Liu Wei: Silver
Materiality is my understanding of art. I am only the intermediary, to provoke thought. This is democratic, but if I start providing explanations, I become an entity of power, hegemonic power.’
Liu Wei, 2012
White Cube Hong Kong is pleased to present an exhibition of new works by Liu Wei. This exhibition follows on from the artist’s recent solo exhibition at UCCA, Beijing and continues his investigation into the rich symbolism of form and material through sculpture, installation and painting.
Born in the 1970s, Liu Wei belongs to a generation of artists that grew up in a constantly changing, unstable China which experienced a period of rapid urbanization. His multidisciplinary work focuses on playful experimentation and is characterised by a sense of irony, uncertainty and subversion. Frequently using unexpected materials in surprising configurations, Liu’s work engages with the social and political questions that pertain to a swiftly expanding environment. He has said: ‘I’m very interested to what degree and on what level art can truly affect life and reality – not as a political event, not as a protest or demonstration, but really simply the question of how to truly integrate art with reality.’

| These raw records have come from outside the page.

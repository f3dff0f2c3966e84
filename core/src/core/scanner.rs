use futures::{stream, StreamExt};
use log::{debug, info, warn};
use std::collections::{BTreeMap, HashSet};
use std::sync::Arc;
use tokio::sync::mpsc;

use crate::core::request::{Parameter, RequestDescriptor};
use crate::core::result_aggregator::{ResultAggregator, ScanFinding};
use crate::core::Certainty;
use crate::render::{RenderRequest, RenderServiceRef, RenderedPage};
use crate::utils::payloads::PayloadCatalog;
use crate::utils::TriggerFactory;
use crate::SinkRef;

/// Upper bound on attacks in flight, whatever the caller asks for.
pub const MAX_CONCURRENCY: usize = 256;

/// One payload applied to one parameter, ready to send.
#[derive(Debug, Clone)]
pub struct Attack {
    /// Position in planning order; findings are reported in this order.
    pub sequence: usize,
    pub parameter: Parameter,
    pub payload_id: u32,
    pub trigger: String,
    pub attack: String,
    pub request: RenderRequest,
}

#[derive(Debug, Clone, Default, PartialEq, Eq)]
pub struct ScanSummary {
    pub findings: Vec<ScanFinding>,
    pub attacks_sent: usize,
    pub failed_attacks: usize,
}

/// Builds every attack for the reflected parameters of `descriptor`.
///
/// A payload is applied to a given parameter at most once, even when it
/// matches several of that parameter's contexts. Each attack gets its own
/// numeric trigger.
pub fn plan_attacks(
    descriptor: &RequestDescriptor,
    catalog: &PayloadCatalog,
    factory: &mut TriggerFactory,
    headers: &BTreeMap<String, String>,
    cookies: &BTreeMap<String, String>,
) -> Vec<Attack> {
    let mut attacks = Vec::new();

    for target in &descriptor.params_reflected {
        let mut applied: HashSet<u32> = HashSet::new();

        for context in &target.reflected_contexts {
            for payload in catalog.payloads_for(*context) {
                if !applied.insert(payload.id) {
                    continue;
                }

                let trigger = factory.next_xss_trigger();
                let attack = payload.attack(&trigger);

                let (url, body) = descriptor.reconstruct(|p| {
                    if p.position == target.position {
                        attack.clone()
                    } else {
                        p.value.clone()
                    }
                });

                let request = RenderRequest::new(descriptor.request_type, url, body)
                    .with_headers(headers)
                    .with_cookies(cookies);

                attacks.push(Attack {
                    sequence: attacks.len(),
                    parameter: target.clone(),
                    payload_id: payload.id,
                    trigger,
                    attack,
                    request,
                });
            }
        }
    }

    attacks
}

/// Looks for an attack's trigger in the rendered page's side effects.
///
/// Alerts are direct proof of execution. Errors and console output only
/// suggest it. Every matching entry yields its own finding.
pub fn verify_attack(page: &RenderedPage, attack: &Attack) -> Vec<ScanFinding> {
    let trigger = attack.trigger.as_str();
    let evidence = [
        (Certainty::Certain, "alert", &page.alerts),
        (Certainty::Probable, "execution error", &page.errors),
        (Certainty::Probable, "console message", &page.console_messages),
    ];

    evidence
        .iter()
        .flat_map(|(certainty, source, entries)| {
            entries
                .iter()
                .filter(move |entry| entry.contains(trigger))
                .map(move |entry| ScanFinding {
                    certainty: *certainty,
                    message: format!("Indicated via {}: \"{}\"", source, entry),
                    parameter: attack.parameter.name.clone(),
                    delivery: attack.parameter.delivery,
                    attack: attack.attack.clone(),
                })
        })
        .collect()
}

/// Sends context-matched payloads through the render service and collects
/// execution evidence.
pub struct XssScanner {
    render: RenderServiceRef,
    catalog: Arc<PayloadCatalog>,
    sink: SinkRef,
    concurrency: usize,
    headers: BTreeMap<String, String>,
    cookies: BTreeMap<String, String>,
}

impl XssScanner {
    pub fn new(render: RenderServiceRef, catalog: Arc<PayloadCatalog>, sink: SinkRef) -> Self {
        Self {
            render,
            catalog,
            sink,
            concurrency: 1,
            headers: BTreeMap::new(),
            cookies: BTreeMap::new(),
        }
    }

    pub fn with_concurrency(mut self, concurrency: usize) -> Self {
        self.concurrency = concurrency.clamp(1, MAX_CONCURRENCY);
        self
    }

    pub fn with_headers(mut self, headers: BTreeMap<String, String>) -> Self {
        self.headers = headers;
        self
    }

    pub fn with_cookies(mut self, cookies: BTreeMap<String, String>) -> Self {
        self.cookies = cookies;
        self
    }

    pub fn plan(&self, descriptor: &RequestDescriptor, factory: &mut TriggerFactory) -> Vec<Attack> {
        plan_attacks(descriptor, &self.catalog, factory, &self.headers, &self.cookies)
    }

    /// Runs every planned attack with at most `concurrency` in flight.
    ///
    /// A failed render skips that attack only.
    pub async fn run(&self, descriptor: &RequestDescriptor, factory: &mut TriggerFactory) -> ScanSummary {
        let attacks = self.plan(descriptor, factory);
        let total = attacks.len();

        if total == 0 {
            info!("No payloads apply to the reflected contexts, nothing to verify");
            self.sink.on_log("info", "[*] No applicable payloads for the reflected contexts.");
            return ScanSummary::default();
        }

        info!(
            "Verifying {} attack(s) across {} parameter(s) with concurrency {}",
            total,
            descriptor.params_reflected.len(),
            self.concurrency
        );
        self.sink.on_progress("Verifying XSS payloads", 0, total);

        let (tx, rx) = mpsc::channel::<(usize, ScanFinding)>(self.concurrency.saturating_mul(4));
        let render = Arc::clone(&self.render);
        let sink = Arc::clone(&self.sink);
        let concurrency = self.concurrency;

        let workers = async move {
            let failed = stream::iter(attacks)
                .map(|attack| {
                    let render = Arc::clone(&render);
                    async move {
                        debug!(
                            "Attack #{} payload {} on {}: {}",
                            attack.sequence, attack.payload_id, attack.parameter.name, attack.attack
                        );
                        let outcome = render.render(&attack.request).await;
                        (attack, outcome)
                    }
                })
                .buffer_unordered(concurrency)
                .fold(0usize, |failed, (attack, outcome)| {
                    let tx = tx.clone();
                    let sink = Arc::clone(&sink);
                    async move {
                        match outcome {
                            Ok(page) => {
                                for finding in verify_attack(&page, &attack) {
                                    if tx.send((attack.sequence, finding)).await.is_err() {
                                        break;
                                    }
                                }
                                failed
                            }
                            Err(e) => {
                                warn!(
                                    "Render failed for payload {} on parameter {}: {}",
                                    attack.payload_id, attack.parameter.name, e
                                );
                                sink.on_log(
                                    "warn",
                                    &format!(
                                        "[!] Skipping payload {} on '{}': {}",
                                        attack.payload_id, attack.parameter.name, e
                                    ),
                                );
                                failed + 1
                            }
                        }
                    }
                })
                .await;
            drop(tx);
            failed
        };

        let (failed_attacks, findings) =
            tokio::join!(workers, ResultAggregator::run(rx, Arc::clone(&self.sink)));

        self.sink.on_progress("Verifying XSS payloads", total, total);
        info!(
            "XSS verification done: {} finding(s), {} of {} attack(s) failed",
            findings.len(),
            failed_attacks,
            total
        );

        ScanSummary {
            findings,
            attacks_sent: total,
            failed_attacks,
        }
    }
}
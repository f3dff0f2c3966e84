use serde::Deserialize;
use std::collections::BTreeMap;
use std::path::Path;

use crate::core::scanner::MAX_CONCURRENCY;
use crate::core::RequestType;
use crate::error::{Result, XssMapError};

/// The only config file version understood.
pub const CONFIG_JSON_VERSION: f64 = 1.0;
pub const DEFAULT_RENDER_ADDRESS: &str = "http://127.0.0.1:8888";
pub const DEFAULT_RENDER_TIMEOUT: u64 = 30;
pub const DEFAULT_CONCURRENCY: usize = 4;

/// Everything one assessment needs, built from a config file or CLI flags.
#[derive(Debug, Clone, PartialEq)]
pub struct AssessmentConfig {
    pub request_type: RequestType,
    pub request_url: String,
    pub request_body: Option<String>,
    pub do_reflect: bool,
    pub do_xss: bool,
    pub headers: BTreeMap<String, String>,
    pub cookies: BTreeMap<String, String>,
    pub render_address: String,
    /// Seconds per render call.
    pub render_timeout: u64,
    pub concurrency: usize,
}

impl Default for AssessmentConfig {
    fn default() -> Self {
        Self {
            request_type: RequestType::Get,
            request_url: String::new(),
            request_body: None,
            do_reflect: true,
            do_xss: true,
            headers: BTreeMap::new(),
            cookies: BTreeMap::new(),
            render_address: DEFAULT_RENDER_ADDRESS.to_string(),
            render_timeout: DEFAULT_RENDER_TIMEOUT,
            concurrency: DEFAULT_CONCURRENCY,
        }
    }
}

/// `{"name": ..., "value": ...}` entry used for headers and cookies.
#[derive(Debug, Clone, Deserialize)]
struct NamedValue {
    name: String,
    #[serde(default)]
    value: String,
}

/// On-disk JSON config layout.
#[derive(Debug, Default, Deserialize)]
#[serde(default)]
struct ConfigFile {
    json_version: Option<f64>,
    request_type: Option<String>,
    request_url: Option<String>,
    request_body: Option<String>,
    do_reflect: Option<bool>,
    do_xss: Option<bool>,
    headers: Option<Vec<NamedValue>>,
    cookies: Option<Vec<NamedValue>>,
    render_address: Option<String>,
    render_timeout: Option<u64>,
    concurrency: Option<usize>,
}

fn named_values_to_map(entries: Option<Vec<NamedValue>>) -> BTreeMap<String, String> {
    entries
        .unwrap_or_default()
        .into_iter()
        .map(|e| (e.name, e.value))
        .collect()
}

impl AssessmentConfig {
    pub fn new(request_url: &str) -> Self {
        Self {
            request_url: request_url.to_string(),
            ..Default::default()
        }
    }

    /// Parses a JSON config document.
    pub fn from_json_str(text: &str) -> Result<Self> {
        let file: ConfigFile = serde_json::from_str(text)
            .map_err(|e| XssMapError::Config(format!("Invalid JSON config file: {}", e)))?;

        if let Some(version) = file.json_version {
            if (version - CONFIG_JSON_VERSION).abs() > f64::EPSILON {
                return Err(XssMapError::Config(format!(
                    "Supported JSON version is {:.2}, got {}",
                    CONFIG_JSON_VERSION, version
                )));
            }
        }

        let request_url = match file.request_url {
            Some(url) if !url.trim().is_empty() => url,
            _ => {
                return Err(XssMapError::Config(
                    "Missing \"request_url\" param field in JSON config file.".to_string(),
                ))
            }
        };

        let mut config = Self::new(&request_url);
        if let Some(t) = file.request_type {
            config.request_type = t.parse()?;
        }
        config.request_body = file.request_body;
        if let Some(v) = file.do_reflect {
            config.do_reflect = v;
        }
        if let Some(v) = file.do_xss {
            config.do_xss = v;
        }
        config.headers = named_values_to_map(file.headers);
        config.cookies = named_values_to_map(file.cookies);
        if let Some(addr) = file.render_address {
            config.render_address = addr;
        }
        if let Some(t) = file.render_timeout {
            config.render_timeout = t;
        }
        if let Some(c) = file.concurrency {
            config.concurrency = c;
        }

        Ok(config)
    }

    pub fn from_file<P: AsRef<Path>>(path: P) -> Result<Self> {
        let path = path.as_ref();
        let text = std::fs::read_to_string(path).map_err(|e| {
            XssMapError::Config(format!("Unable to read config file '{}': {}", path.display(), e))
        })?;
        Self::from_json_str(&text)
    }

    /// Worker count for the verification loop, between one and
    /// `MAX_CONCURRENCY`.
    pub fn effective_concurrency(&self) -> usize {
        self.concurrency.clamp(1, MAX_CONCURRENCY)
    }

    /// Checks the settings that do not depend on the target itself.
    pub fn check(&self) -> Result<()> {
        if self.request_url.trim().is_empty() {
            return Err(XssMapError::Config("No target URL given.".to_string()));
        }
        if self.render_timeout == 0 {
            return Err(XssMapError::Config("Render timeout must be at least one second.".to_string()));
        }
        Ok(())
    }
}

/// Whether a CLI target names a config file rather than a URL.
pub fn is_config_path(target: &str) -> bool {
    let lowered = target.to_ascii_lowercase();
    if lowered.starts_with("http://") || lowered.starts_with("https://") {
        return false;
    }
    lowered.ends_with(".json") || lowered.ends_with(".conf")
}

/// Parses `name=value` pairs, splitting on the first `=` only.
pub fn parse_key_values(raw: &[String]) -> Result<BTreeMap<String, String>> {
    raw.iter()
        .map(|entry| match entry.split_once('=') {
            Some((name, value)) if !name.is_empty() => Ok((name.to_string(), value.to_string())),
            _ => Err(XssMapError::Config(format!(
                "Expected name=value, got '{}'",
                entry
            ))),
        })
        .collect()
}
use crate::core::request::{Parameter, RequestDescriptor};
use crate::core::{Delivery, RequestType};

/// Splits a request into its injectable parameters.
///
/// URL parameters come first, then (for POST) body parameters, each in
/// source order. Values are taken verbatim; nothing is decoded or re-encoded.
pub fn probe_request(request_type: RequestType, url: &str, body: Option<&str>) -> RequestDescriptor {
    match request_type {
        RequestType::Get => probe_get_request(url),
        RequestType::Post => probe_post_request(url, body.unwrap_or("")),
    }
}

pub fn probe_get_request(url: &str) -> RequestDescriptor {
    let mut descriptor = RequestDescriptor::new(RequestType::Get, root_of(url), None);
    if let Some(query) = query_of(url) {
        descriptor.params_other = split_params(query, Delivery::Url, 0);
    }
    descriptor
}

/// A POST may still carry parameters in its query string.
pub fn probe_post_request(url: &str, body: &str) -> RequestDescriptor {
    let mut descriptor = RequestDescriptor::new(RequestType::Post, root_of(url), Some(body));

    let mut params = match query_of(url) {
        Some(query) => split_params(query, Delivery::Url, 0),
        None => Vec::new(),
    };
    let body_params = split_params(body, Delivery::Body, params.len());
    params.extend(body_params);

    descriptor.params_other = params;
    descriptor
}

fn root_of(url: &str) -> &str {
    url.split_once('?').map(|(root, _)| root).unwrap_or(url)
}

fn query_of(url: &str) -> Option<&str> {
    url.split_once('?').map(|(_, query)| query)
}

/// Splits `a=1&b=2` on `&`, then on the first `=`.
///
/// Empty segments are dropped; a segment without `=` becomes a parameter
/// with an empty value.
fn split_params(raw: &str, delivery: Delivery, first_position: usize) -> Vec<Parameter> {
    raw.split('&')
        .filter(|pair| !pair.is_empty())
        .enumerate()
        .map(|(offset, pair)| {
            let (name, value) = pair.split_once('=').unwrap_or((pair, ""));
            Parameter::new(first_position + offset, name, value, delivery)
        })
        .collect()
}

#[cfg(test)]
mod tests {
    use super::*;

    #[test]
    fn test_probe_get_extracts_params_in_order() {
        let d = probe_get_request("http://site/x?a=1&b=2&c=3");
        assert_eq!(d.request_type, RequestType::Get);
        assert_eq!(d.root_url, "http://site/x");
        let names: Vec<&str> = d.params_other.iter().map(|p| p.name.as_str()).collect();
        assert_eq!(names, vec!["a", "b", "c"]);
        assert!(d.params_other.iter().all(|p| p.delivery == Delivery::Url));
        assert!(d.params_reflected.is_empty());
    }

    #[test]
    fn test_probe_get_splits_on_first_equals_only() {
        let d = probe_get_request("http://site/x?token=abc==&q=a=b");
        assert_eq!(d.params_other[0].value, "abc==");
        assert_eq!(d.params_other[1].name, "q");
        assert_eq!(d.params_other[1].value, "a=b");
    }

    #[test]
    fn test_probe_get_without_query_has_no_params() {
        let d = probe_get_request("http://site/x");
        assert_eq!(d.root_url, "http://site/x");
        assert!(d.params_other.is_empty());
    }

    #[test]
    fn test_probe_post_merges_url_then_body_params() {
        let d = probe_post_request("http://s/f?lang=en", "user=joe&pass=x");
        assert_eq!(d.root_url, "http://s/f");
        assert_eq!(d.body.as_deref(), Some("user=joe&pass=x"));

        let summary: Vec<(&str, Delivery, usize)> = d
            .params_other
            .iter()
            .map(|p| (p.name.as_str(), p.delivery, p.position))
            .collect();
        assert_eq!(
            summary,
            vec![
                ("lang", Delivery::Url, 0),
                ("user", Delivery::Body, 1),
                ("pass", Delivery::Body, 2),
            ]
        );
    }

    #[test]
    fn test_probe_post_body_is_not_decoded() {
        let d = probe_post_request("http://s/f", "q=a%20b+c");
        assert_eq!(d.params_other[0].value, "a%20b+c");
    }

    #[test]
    fn test_probe_request_dispatches_on_type() {
        let d = probe_request(RequestType::Post, "http://s/f", Some("a=1"));
        assert_eq!(d.params_other.len(), 1);
        assert_eq!(d.params_other[0].delivery, Delivery::Body);

        let d = probe_request(RequestType::Get, "http://s/f?a=1", Some("ignored=1"));
        assert_eq!(d.params_other.len(), 1);
        assert_eq!(d.params_other[0].delivery, Delivery::Url);
    }

    #[test]
    fn test_probe_round_trips_through_reconstruct() {
        let url = "http://site/x?a=1&b=2";
        let d = probe_get_request(url);
        let (rebuilt, _) = d.reconstruct(|p| p.value.clone());
        assert_eq!(rebuilt, url);
    }

    #[test]
    fn test_split_tolerates_trailing_and_double_ampersands() {
        let d = probe_get_request("http://site/x?a=1&&b=2&");
        let names: Vec<&str> = d.params_other.iter().map(|p| p.name.as_str()).collect();
        assert_eq!(names, vec!["a", "b"]);
        assert_eq!(d.params_other[1].position, 1);
    }
}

In a dynamic new series of mirrored sculptures, Liu forms hybrid shapes using flat sections of mirror that are hinged together at different angles. The ‘puzzle’ sculpture is architectural in scale and consists of upright sections of mirror in various organic shapes placed together to form a makeshift enclosure. Set on a plinth, its alluring, shiny surface reflects both the viewer’s physical presence as well as a partial view of the surrounding environment, destabilising the gallery architecture into a fractured and fragmented spatial reality. In a new group of smaller-scale works, he uses block-like mirrored shapes placed on found items of furniture such as a wooden table, a worn, modern wood chair and a formal chair that is also mirrored. These oversized, irregular blocks appear weighty and obstructive but also loosely figurative through their language of geometric, upright forms. In two other works, solid metal vertical forms are flanked with thin sections of mirrored glass, placed as if in support of the sculpture’s dense core.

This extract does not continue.